Santa Hortensia, 1-B - Teléfono: 91 548 95 80     caritasmadrid@caritasmadrid.org

Sentirse voluntario se transmite

Homenaje a Remigio Bris, más de 25 años colaborando como voluntario, en la calle del León de Cáritas Vicaría III.

 

Cáritas Madrid. 12 de enero de 2018.

-El voluntariado se transmite; se hereda de unos voluntarios a otros. Es el caso de Remigio Bris

Caballero, al que se le acaba de rendir un homenaje en Cáritas por sus más de 25 años colaborando en la Vicaria III como voluntario. Remigio que cuenta 91 años de edad trabajó como voluntario en la calle del León hasta hace unos meses. Pero, además, su trayectoria tiene una continuidad, ya que de su mano hace unos cuantos años, Remigio trajo a su buen amigo Enrique  (Madrid, 68 años) que actualmente le ha sustituido en buena parte de las tareas que él realizó durante mucho tiempo.
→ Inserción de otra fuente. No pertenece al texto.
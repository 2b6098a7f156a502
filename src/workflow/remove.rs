// Copyright (c) 2025 - Cowboy AI, Inc.
//! Remove path

use tracing::{info, warn};

use super::{Lifecycle, SpecSource, Trail, Workflow};
use crate::errors::AttachResult;
use crate::render::{ResourceSummary, API_VERSION};
use crate::spec::parse_simulation_spec;
use crate::state_machine::WorkflowStep;

use super::manifest::ManifestFile;

/// Outcome of a removal; lingering resources are warnings only
#[derive(Debug, Clone)]
pub struct RemoveReport {
    pub resources: Vec<ResourceSummary>,
    /// `<resource>.<group>/<name>` for every object still present
    pub lingering: Vec<String>,
    pub trail: Trail,
}

impl RemoveReport {
    pub fn is_clean(&self) -> bool {
        self.lingering.is_empty()
    }
}

impl Workflow<'_> {
    /// Render and delete a simulation, then check what is left behind
    pub async fn remove(&self, source: &SpecSource) -> AttachResult<RemoveReport> {
        let document = self
            .load(source, "Using auto-generated simulation spec for deletion")
            .await?;
        let spec = parse_simulation_spec(&document)?;
        let mut lifecycle = Lifecycle::new();

        let bundle = self.render(&spec, &mut lifecycle)?;
        self.echo_manifest(&bundle, "Debug: generated simulation manifest for deletion");

        let manifest = ManifestFile::write(&bundle.manifest_text, None)?;
        lifecycle.step(WorkflowStep::WriteManifest)?;
        let path = manifest.path();
        self.echo(format!("Deleting simulation bundle with ETC using {}", path.display()));

        self.echo("Running etc delete --dry-run");
        let output = self.orchestrator.delete(path, true).await?;
        self.report_output(&output);
        lifecycle.step(WorkflowStep::DryRunDelete)?;

        self.echo("Running etc delete");
        let output = self.orchestrator.delete(path, false).await?;
        self.report_output(&output);
        lifecycle.step(WorkflowStep::Delete)?;
        drop(manifest);
        info!("simulation bundle deleted");

        self.dump_simulation_state().await;

        let lingering = self.verify_cleanup(&bundle.summaries).await;
        lifecycle.step(WorkflowStep::VerifyCleanup)?;
        lifecycle.step(WorkflowStep::Finish)?;

        Ok(RemoveReport {
            resources: bundle.summaries,
            lingering,
            trail: lifecycle.into_trail(),
        })
    }

    /// Names of rendered resources that still exist
    async fn verify_cleanup(&self, summaries: &[ResourceSummary]) -> Vec<String> {
        let namespace = &self.config.topology_namespace;
        let group = API_VERSION.split('/').next().unwrap_or(API_VERSION);
        let mut lingering = Vec::new();

        for summary in summaries {
            let resource = summary.kind.singular();
            match self.store.exists(namespace, resource, &summary.name).await {
                Ok(true) => lingering.push(format!("{resource}.{group}/{}", summary.name)),
                Ok(false) => {}
                Err(err) => warn!(resource, name = %summary.name, error = %err, "cleanup check failed"),
            }
        }

        if !lingering.is_empty() {
            self.echo(format!(
                "Warning: lingering simulation resources detected:\n{}",
                lingering.join("\n")
            ));
        }
        lingering
    }
}
// Copyright (c) 2025 - Cowboy AI, Inc.
//! Existing fabric inventory
//!
//! TopoNode and TopoLink resources describe the physical fabric a simulation
//! attaches to. They are re-read from the cluster for every check.

use std::collections::BTreeSet;

use tracing::debug;

use crate::cluster::ResourceStore;
use crate::errors::{AttachError, AttachResult};
use crate::render::SIMTOPOLOGY_LABEL;
use crate::resources::{views, FabricEndpoint, ResourceView, TopoLinkView, TopoNodeView};
use crate::spec::SimulationSpec;

/// Fabric nodes and links currently defined in a namespace
#[derive(Debug, Clone, Default, PartialEq, Eq)]
pub struct FabricInventory {
    pub nodes: Vec<TopoNodeView>,
    pub links: Vec<TopoLinkView>,
}

impl FabricInventory {
    /// Read TopoNodes and TopoLinks; an empty node list is an error
    pub async fn fetch(store: &dyn ResourceStore, namespace: &str) -> AttachResult<Self> {
        let nodes: Vec<TopoNodeView> =
            views(&store.list(namespace, TopoNodeView::KIND.resource()).await?);
        if nodes.is_empty() {
            return Err(AttachError::spec(format!(
                "No TopoNode resources found in namespace {namespace}; cannot verify fabric attachments"
            )));
        }
        let links: Vec<TopoLinkView> =
            views(&store.list(namespace, TopoLinkView::KIND.resource()).await?);

        debug!(
            namespace,
            nodes = nodes.len(),
            links = links.len(),
            "fabric inventory loaded"
        );
        Ok(Self { nodes, links })
    }

    pub fn node_names(&self) -> BTreeSet<&str> {
        self.nodes.iter().map(|node| node.name.as_str()).collect()
    }

    /// Reject attachments whose fabric node is not a known TopoNode
    pub fn ensure_known_nodes(&self, spec: &SimulationSpec) -> AttachResult<()> {
        let known = self.node_names();
        for attachment in &spec.attachments {
            if known.contains(attachment.fabric_node.as_str()) {
                continue;
            }
            let available = if known.is_empty() {
                "<none>".to_string()
            } else {
                known.iter().copied().collect::<Vec<_>>().join(", ")
            };
            return Err(AttachError::spec(format!(
                "Topology entry references unknown node '{}'. Available fabric nodes: {available}",
                attachment.fabric_node
            )));
        }
        Ok(())
    }

    /// Name of a non-simulation TopoLink already using `endpoint`
    pub fn claimed_by(&self, endpoint: &FabricEndpoint) -> Option<&str> {
        self.links
            .iter()
            .filter(|link| !link.labels.contains_key(SIMTOPOLOGY_LABEL))
            .find(|link| link.local.contains(endpoint))
            .map(|link| link.name.as_str())
    }
}
//! Server-side API: publish events and inspect channels.
//!
//! All routes require the `x-api-key` header.

use std::collections::{BTreeMap, BTreeSet};
use std::sync::Arc;

use axum::{
    extract::{Path, State},
    Json,
};
use serde::{Deserialize, Serialize};
use serde_json::Value;

use crate::context::ServerContext;
use crate::domain::channel::{ChannelInfo, ChannelType, Payload};

use super::error::ApiError;

#[derive(Debug, Default, Deserialize)]
pub struct BroadcastRequest {
    #[serde(default)]
    pub channel: Option<String>,
    #[serde(default)]
    pub channels: Option<Vec<String>>,
    #[serde(default)]
    pub event: Option<String>,
    #[serde(default)]
    pub data: Option<Value>,
}

#[derive(Debug, Serialize, Deserialize, PartialEq, Eq)]
pub struct BroadcastResponse {
    pub success: bool,
    pub sent_to: usize,
}

#[derive(Debug, Serialize)]
pub struct ChannelListResponse {
    pub channels: BTreeMap<String, ChannelInfo>,
}

#[derive(Debug, Serialize)]
pub struct ChannelResponse {
    pub name: String,
    #[serde(flatten)]
    pub info: ChannelInfo,
}

#[derive(Debug, Serialize)]
pub struct PresenceUser {
    pub user_id: String,
    pub user_info: Value,
}

#[derive(Debug, Serialize)]
pub struct ChannelUsersResponse {
    pub users: Vec<PresenceUser>,
}

/// `POST /api/broadcast`
pub async fn broadcast(
    State(context): State<Arc<ServerContext>>,
    Json(body): Json<BroadcastRequest>,
) -> Result<Json<BroadcastResponse>, ApiError> {
    let event = body
        .event
        .filter(|e| !e.is_empty())
        .ok_or_else(|| ApiError::BadRequest("Missing required fields".to_string()))?;
    let data: Payload = match body.data {
        Some(Value::Object(map)) => map,
        Some(Value::Null) | None => {
            return Err(ApiError::BadRequest("Missing required fields".to_string()))
        }
        Some(_) => return Err(ApiError::BadRequest("Event data must be an object".to_string())),
    };

    let sent_to = match (body.channel, body.channels) {
        (Some(channel), _) => context.client.publish(&channel, &event, &data).await?,
        (None, Some(channels)) if !channels.is_empty() => {
            context
                .client
                .publish_to_channels(&channels, &event, &data)
                .await
        }
        _ => return Err(ApiError::BadRequest("Missing required fields".to_string())),
    };

    tracing::info!(event = %event, sent_to, "API broadcast");
    Ok(Json(BroadcastResponse {
        success: true,
        sent_to,
    }))
}

/// `GET /api/channels`
pub async fn list_channels(
    State(context): State<Arc<ServerContext>>,
) -> Result<Json<ChannelListResponse>, ApiError> {
    let channels = context.client.channels().await?;
    Ok(Json(ChannelListResponse { channels }))
}

/// `GET /api/channels/:name`
pub async fn get_channel(
    State(context): State<Arc<ServerContext>>,
    Path(name): Path<String>,
) -> Result<Json<ChannelResponse>, ApiError> {
    let info = context
        .client
        .channel(&name)
        .await?
        .ok_or_else(|| ApiError::NotFound(format!("Channel not found: {}", name)))?;
    Ok(Json(ChannelResponse { name, info }))
}

/// `GET /api/channels/:name/users`
///
/// One entry per distinct user, even when a user holds several connections.
pub async fn get_channel_users(
    State(context): State<Arc<ServerContext>>,
    Path(name): Path<String>,
) -> Result<Json<ChannelUsersResponse>, ApiError> {
    if !context.client.channel_exists(&name).await? {
        return Err(ApiError::NotFound(format!("Channel not found: {}", name)));
    }
    if ChannelType::from_name(&name) != ChannelType::Presence {
        return Err(ApiError::BadRequest(
            "Only presence channels have users".to_string(),
        ));
    }

    let mut seen = BTreeSet::new();
    let users = context
        .presence
        .members_of(&name)
        .await?
        .into_iter()
        .filter(|(_, member)| seen.insert(member.user_id.clone()))
        .map(|(_, member)| PresenceUser {
            user_id: member.user_id,
            user_info: member.user_info,
        })
        .collect();
    Ok(Json(ChannelUsersResponse { users }))
}
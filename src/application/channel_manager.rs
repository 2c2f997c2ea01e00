//! ChannelManager - Routes decoded client frames to channel operations.
//!
//! Failures never close the connection. Subscription refusals come back as
//! `subscription_error`; everything else as `error` with a wire code.

use async_trait::async_trait;

use crate::domain::channel::{validate_channel_name, ChannelError, ChannelType, Payload};
use crate::domain::foundation::ConnectionId;
use crate::domain::protocol::{ClientCommand, ClientFrame, ServerEvent};

use super::broadcaster::Broadcaster;
use super::channels::{Authorization, ChannelHandlers};
use super::pipeline::{MessageContext, MessageHandler, PipelineError};
use super::subscriptions::SubscriptionIndex;

#[derive(Clone)]
pub struct ChannelManager {
    subscriptions: SubscriptionIndex,
    handlers: ChannelHandlers,
    broadcaster: Broadcaster,
    max_channel_name_len: usize,
}

impl ChannelManager {
    pub fn new(
        subscriptions: SubscriptionIndex,
        handlers: ChannelHandlers,
        broadcaster: Broadcaster,
        max_channel_name_len: usize,
    ) -> Self {
        Self {
            subscriptions,
            handlers,
            broadcaster,
            max_channel_name_len,
        }
    }

    /// Handle one inbound text frame, replying to the sender on failure.
    pub async fn handle_frame(&self, connection: ConnectionId, text: &str) {
        if let Err(err) = self.route(connection, text).await {
            tracing::debug!(connection_id = %connection, error = %err, "Frame rejected");
            self.broadcaster.notify(connection, &reply_for(err));
        }
    }

    async fn route(&self, connection: ConnectionId, text: &str) -> Result<(), ChannelError> {
        match ClientFrame::parse(text)?.into_command()? {
            ClientCommand::Subscribe { channel, data } => {
                self.subscribe(connection, &channel, &data).await
            }
            ClientCommand::Unsubscribe { channel } => self.unsubscribe(connection, &channel).await,
            ClientCommand::Publish {
                channel,
                event,
                data,
            } => self.publish(connection, &channel, &event, data).await,
            ClientCommand::ChannelEvent {
                channel,
                event,
                data,
            } => self.client_event(connection, &channel, &event, data).await,
            ClientCommand::Unrouted { event } => {
                tracing::warn!(connection_id = %connection, event = %event, "Event without channel ignored");
                Ok(())
            }
        }
    }

    /// Authorize, record and announce a subscription.
    ///
    /// # Errors
    ///
    /// `SubscriptionRefused` when the channel handler denies access or its
    /// join hook fails. The index is rolled back in the latter case.
    pub async fn subscribe(
        &self,
        connection: ConnectionId,
        channel: &str,
        data: &Payload,
    ) -> Result<(), ChannelError> {
        validate_channel_name(channel, self.max_channel_name_len)?;
        let handler = self.handlers.for_type(ChannelType::from_name(channel));

        let member = match handler.authorize(connection, channel, data).await {
            Authorization::Granted { member } => member,
            Authorization::Denied(reason) => {
                tracing::info!(connection_id = %connection, channel, reason = %reason, "Subscription refused");
                return Err(ChannelError::refused(channel, reason));
            }
        };

        let added = self.subscriptions.subscribe(connection, channel).await?;
        if let Err(err) = handler
            .on_subscribe(connection, channel, member.as_ref())
            .await
        {
            if added {
                self.subscriptions.unsubscribe(connection, channel).await?;
            }
            let reason = match err {
                ChannelError::SubscriptionRefused { reason, .. } => reason,
                other => other.to_string(),
            };
            return Err(ChannelError::refused(channel, reason));
        }

        self.broadcaster.notify(
            connection,
            &ServerEvent::SubscriptionSucceeded {
                channel: channel.to_string(),
            },
        );
        Ok(())
    }

    /// Leave a channel. Confirmed even when the connection was not subscribed.
    pub async fn unsubscribe(&self, connection: ConnectionId, channel: &str) -> Result<(), ChannelError> {
        self.leave(connection, channel).await?;
        self.broadcaster.notify(
            connection,
            &ServerEvent::Unsubscribed {
                channel: channel.to_string(),
            },
        );
        Ok(())
    }

    async fn leave(&self, connection: ConnectionId, channel: &str) -> Result<(), ChannelError> {
        let removed = self.subscriptions.unsubscribe(connection, channel).await?;
        if removed {
            self.handlers
                .for_type(ChannelType::from_name(channel))
                .on_unsubscribe(connection, channel)
                .await?;
        }
        Ok(())
    }

    /// Relay a `message` frame to the other subscribers.
    pub async fn publish(
        &self,
        connection: ConnectionId,
        channel: &str,
        event: &str,
        data: Payload,
    ) -> Result<(), ChannelError> {
        if !self.subscriptions.is_subscribed(connection, channel).await? {
            return Err(ChannelError::NotSubscribed(channel.to_string()));
        }
        let handler = self.handlers.for_type(ChannelType::from_name(channel));
        if !handler.can_publish(connection, channel, event, &data).await {
            return Err(ChannelError::PublishRefused(channel.to_string()));
        }
        self.broadcaster
            .broadcast(channel, event, &data, Some(connection))
            .await?;
        Ok(())
    }

    async fn client_event(
        &self,
        connection: ConnectionId,
        channel: &str,
        event: &str,
        data: Payload,
    ) -> Result<(), ChannelError> {
        if !self.subscriptions.is_subscribed(connection, channel).await? {
            return Err(ChannelError::NotSubscribed(channel.to_string()));
        }
        self.handlers
            .for_type(ChannelType::from_name(channel))
            .on_client_event(connection, channel, event, data)
            .await?;
        Ok(())
    }

    /// Remove a connection from every channel it holds.
    ///
    /// Safe to call more than once. A failing channel is logged and the
    /// rest are still torn down.
    pub async fn disconnect(&self, connection: ConnectionId) -> Result<(), ChannelError> {
        let channels = self.subscriptions.channels_of(connection).await?;
        for channel in channels {
            if let Err(err) = self.leave(connection, &channel).await {
                tracing::warn!(connection_id = %connection, channel = %channel, error = %err, "Channel teardown failed");
            }
        }
        Ok(())
    }
}

/// Dispatch is the terminal of the message pipeline.
#[async_trait]
impl MessageHandler for ChannelManager {
    async fn handle(&self, message: MessageContext) -> Result<(), PipelineError> {
        self.handle_frame(message.connection, &message.text).await;
        Ok(())
    }
}

fn reply_for(err: ChannelError) -> ServerEvent {
    let code = err.code();
    match err {
        ChannelError::SubscriptionRefused { channel, reason } => ServerEvent::SubscriptionError {
            channel,
            message: reason,
        },
        ChannelError::Malformed(reason) => ServerEvent::error(code, reason),
        ChannelError::Storage(_) => ServerEvent::error(code, "Internal server error"),
        other => ServerEvent::error(code, other.to_string()),
    }
}
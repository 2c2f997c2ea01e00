//! Connection identifiers.

use serde::{Deserialize, Serialize};
use std::fmt;
use std::num::ParseIntError;
use std::str::FromStr;
use std::sync::atomic::{AtomicU64, Ordering};

/// Identifier the server assigns to a socket when it is accepted.
///
/// Serialized as a bare integer, which is also the `socket_id` clients
/// present when requesting channel grants.
#[derive(Debug, Clone, Copy, PartialEq, Eq, Hash, PartialOrd, Ord, Serialize, Deserialize)]
#[serde(transparent)]
pub struct ConnectionId(u64);

impl ConnectionId {
    /// Creates a ConnectionId from a raw value.
    pub const fn new(id: u64) -> Self {
        Self(id)
    }

    /// Returns the raw value.
    pub fn as_u64(&self) -> u64 {
        self.0
    }

    /// Short display label, e.g. `Client-000042`.
    pub fn label(&self) -> String {
        format!("Client-{:06}", self.0)
    }
}

impl fmt::Display for ConnectionId {
    fn fmt(&self, f: &mut fmt::Formatter<'_>) -> fmt::Result {
        write!(f, "{}", self.0)
    }
}

impl FromStr for ConnectionId {
    type Err = ParseIntError;

    fn from_str(s: &str) -> Result<Self, Self::Err> {
        Ok(Self(s.trim().parse()?))
    }
}

impl From<u64> for ConnectionId {
    fn from(id: u64) -> Self {
        Self(id)
    }
}

/// Monotonic allocator for connection ids. Ids start at 1.
#[derive(Debug)]
pub struct ConnectionIdSequence {
    next: AtomicU64,
}

impl ConnectionIdSequence {
    pub fn new() -> Self {
        Self {
            next: AtomicU64::new(1),
        }
    }

    pub fn next_id(&self) -> ConnectionId {
        ConnectionId(self.next.fetch_add(1, Ordering::Relaxed))
    }
}

impl Default for ConnectionIdSequence {
    fn default() -> Self {
        Self::new()
    }
}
Cuando Remigio empezó a colaborar en Cáritas, siempre en la calle de León, en España se iniciaba el reinado deportivo de un gran ciclista: Miguel Induráin. Eran los años noventa. Primero, Remigio ayudó en la parroquia de san Nicolás; y fue desde allí desde donde saltó a su trabajo en Cáritas. El aún trabajaba en su imprenta de la calle Tres Peces, no demasiado lejos de donde vivía hasta hace apenas un año, al trasladarse a una residencia en el barrio de Pacífico. “Nací en la calle Ruiz, en Malasaña”, recuerda Remigio, “en una familia de cinco hermanos”. El ha sido un poco corredor de fondo en veinticinco años de voluntariado.


Si se le pregunta, ¿quién es tu mejor amigo?, Remigio contesta directamente que:“Enrique”. Y es que Enrique, voluntario de la mano de Remigio, le ha sustituido de alguna manera en algunas de las actividades de Cáritas en la calle de León. “Para mí, Remigio es un amigo y compañero. El me ayudó a superar problemas hace años. Y no exagero si digo que, además de ser también el mejor amigo, él ha significado un padre para mí”.


Ambos reconocen que la forma de trabajar, especialmente en el Servicio de Orientación e Información para el Empleo, SOIE, ha evolucionado en los últimos años. Antes, recuerda Remigio con la ayuda de Enrique, a las personas atendidas se les facilitaba un número para ser atendidos dentro de los diferentes servicios que presta la vicaría en la calle de León. Y reconocen que muchas de estas personas venían a Cáritas “a pasar la mañana”. Ahora las prestaciones a los usuarios están más informatizadas, aunque no ha cambiado sustancialmente la pregunta inicial de cualquier persona en riesgo de exclusión: ¿”Aquí dan trabajo?”.


En el último y ya famoso cocido de la calle de León, en diciembre pasado, Remigio Bris recibió una placa de agradecimiento por parte de los profesionales y voluntarios de la vicaría. En ese diploma de Cáritas, firmado por los responsables de la Vicaría III, que se lee el reconocimiento por su “generosidad, entrega desinteresada en ayuda a los demás”. Y no es un eufemismo que Remigio lo leyese sino que aún con su edad sigue teniendo una vista que no precisa gafas ni para leer el periódico. “Le operaron de cataratas y mira cómo está”, señala Enrique. Esa, la operación de cataratas, es también algo que les une. Una mera coincidencia en un tándem de voluntarios bien avenidos.